The Antioxidant Defense System of Tomato (Solanum lycopersicum L.) Varieties under Drought Stress and upon Post-Drought Rewatering

Abstract

Water shortage induces physiological, biochemical, and molecular alterations in plant leaves that play an essential role in plant adaptive response. The effects of drought and post-drought rewatering on the activity of antioxidant enzymes and levels of H₂O₂, phenolic compounds, ascorbic acid, and proline were studied in six local tomato (Solanum lycopersicum L.) varieties. The contents of H₂O₂ and ascorbic acid increased in all drought-exposed tomato plants and then decreased upon rewatering. The level of phenolic compounds also decreased in response to water shortage and then recovered upon rehydration, although the extent of this response was different in different varieties. The activities of ascorbate peroxidase (APX) and guaiacol peroxidase (POX) and the content of proline significantly increased in the drought-stressed plants and then decreased when the plants were rewatered.
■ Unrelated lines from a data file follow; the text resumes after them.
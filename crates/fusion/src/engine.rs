use crate::dedup::{IouThreshold, fuse_with};
use crate::errors::FusionError;
use detector::{DetectionBatch, DetectorAdapter, DetectorError};
use image::RgbImage;
use serde::{Deserialize, Serialize};
use std::panic::{AssertUnwindSafe, catch_unwind};
use std::thread;

/// What to do when one detector fails and others succeed.
#[derive(Debug, Clone, Copy, PartialEq, Eq, Default, Serialize, Deserialize)]
#[serde(rename_all = "snake_case")]
pub enum FailurePolicy {
    /// Any detector failure fails the request.
    #[default]
    FailRequest,
    /// Fuse whatever the healthy detectors returned.
    Degrade,
}

/// How detectors are scheduled within one request.
#[derive(Debug, Clone, Copy, PartialEq, Eq, Default, Serialize, Deserialize)]
#[serde(rename_all = "snake_case")]
pub enum Execution {
    /// One scoped thread per detector, all joined before fusion.
    #[default]
    Parallel,
    /// Detectors run one after another in model order.
    Sequential,
}

#[derive(Debug, Clone, PartialEq)]
pub struct FusionReport {
    pub detections: DetectionBatch,
    pub suppressed: usize,
    /// Models skipped under [`FailurePolicy::Degrade`].
    pub failed_models: Vec<String>,
}

/// Runs every adapter on an image and fuses their batches.
///
/// Adapter order is model order; it fixes tie-breaking during fusion, so the
/// result is the same for both [`Execution`] modes.
#[derive(Debug)]
pub struct FusionEngine {
    adapters: Vec<DetectorAdapter>,
    iou_threshold: IouThreshold,
    policy: FailurePolicy,
    execution: Execution,
}

impl FusionEngine {
    pub fn new(
        adapters: Vec<DetectorAdapter>,
        iou_threshold: f32,
        policy: FailurePolicy,
        execution: Execution,
    ) -> Result<Self, FusionError> {
        if adapters.is_empty() {
            return Err(FusionError::NoDetectors);
        }
        let iou_threshold = IouThreshold::new(iou_threshold)?;

        tracing::info!(
            models = adapters.len(),
            iou_threshold = iou_threshold.get(),
            ?policy,
            ?execution,
            "Fusion engine ready"
        );

        Ok(Self {
            adapters,
            iou_threshold,
            policy,
            execution,
        })
    }

    pub fn models(&self) -> impl Iterator<Item = &str> {
        self.adapters.iter().map(DetectorAdapter::model)
    }

    pub fn iou_threshold(&self) -> f32 {
        self.iou_threshold.get()
    }

    pub fn policy(&self) -> FailurePolicy {
        self.policy
    }

    pub fn execution(&self) -> Execution {
        self.execution
    }

    /// Detect objects in `image` with every model and fuse the results.
    ///
    /// Class mapping failures always fail the request. Other detector failures
    /// do so only under [`FailurePolicy::FailRequest`]; when every detector
    /// fails the request fails regardless of policy.
    pub fn detect(&self, image: &RgbImage) -> Result<FusionReport, FusionError> {
        let _span = tracing::info_span!("fusion_detect", models = self.adapters.len()).entered();

        let outcomes = match self.execution {
            Execution::Parallel => self.run_parallel(image),
            Execution::Sequential => self.run_sequential(image),
        };

        let mut batches = Vec::with_capacity(outcomes.len());
        let mut failed_models = Vec::new();

        for (adapter, outcome) in self.adapters.iter().zip(outcomes) {
            match outcome {
                Ok(batch) => batches.push(batch),
                Err(err) if self.policy == FailurePolicy::Degrade && !err.is_configuration() => {
                    tracing::warn!(model = adapter.model(), error = %err, "Detector failed, continuing without it");
                    failed_models.push(adapter.model().to_string());
                }
                Err(err) => {
                    tracing::error!(model = adapter.model(), error = %err, "Detector failed");
                    return Err(err.into());
                }
            }
        }

        if batches.is_empty() {
            return Err(FusionError::AllDetectorsFailed {
                models: failed_models,
            });
        }

        let fused = fuse_with(batches, self.iou_threshold);

        tracing::debug!(
            detections = fused.detections.len(),
            suppressed = fused.suppressed,
            failed = failed_models.len(),
            "Fusion complete"
        );

        Ok(FusionReport {
            detections: fused.detections,
            suppressed: fused.suppressed,
            failed_models,
        })
    }

    fn run_sequential(&self, image: &RgbImage) -> Vec<Result<DetectionBatch, DetectorError>> {
        self.adapters
            .iter()
            .map(|adapter| {
                catch_unwind(AssertUnwindSafe(|| adapter.run(image)))
                    .unwrap_or_else(|_| Err(panicked(adapter)))
            })
            .collect()
    }

    fn run_parallel(&self, image: &RgbImage) -> Vec<Result<DetectionBatch, DetectorError>> {
        thread::scope(|scope| {
            let handles: Vec<_> = self
                .adapters
                .iter()
                .map(|adapter| (adapter, scope.spawn(move || adapter.run(image))))
                .collect();

            handles
                .into_iter()
                .map(|(adapter, handle)| handle.join().unwrap_or_else(|_| Err(panicked(adapter))))
                .collect()
        })
    }
}

fn panicked(adapter: &DetectorAdapter) -> DetectorError {
    DetectorError::Panicked {
        model: adapter.model().to_string(),
    }
}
The activities of 8 constitutive APX isoforms and 2 constitutive POX isoforms varied upon exposure to drought and were observed after rewatering in all studied varieties. The information on the response of tomato plants to drought and subsequent rewatering is of great importance for screening and selection of drought-tolerant varieties, as well as for development of strategies for increasing plant productivity under adverse environmental conditions.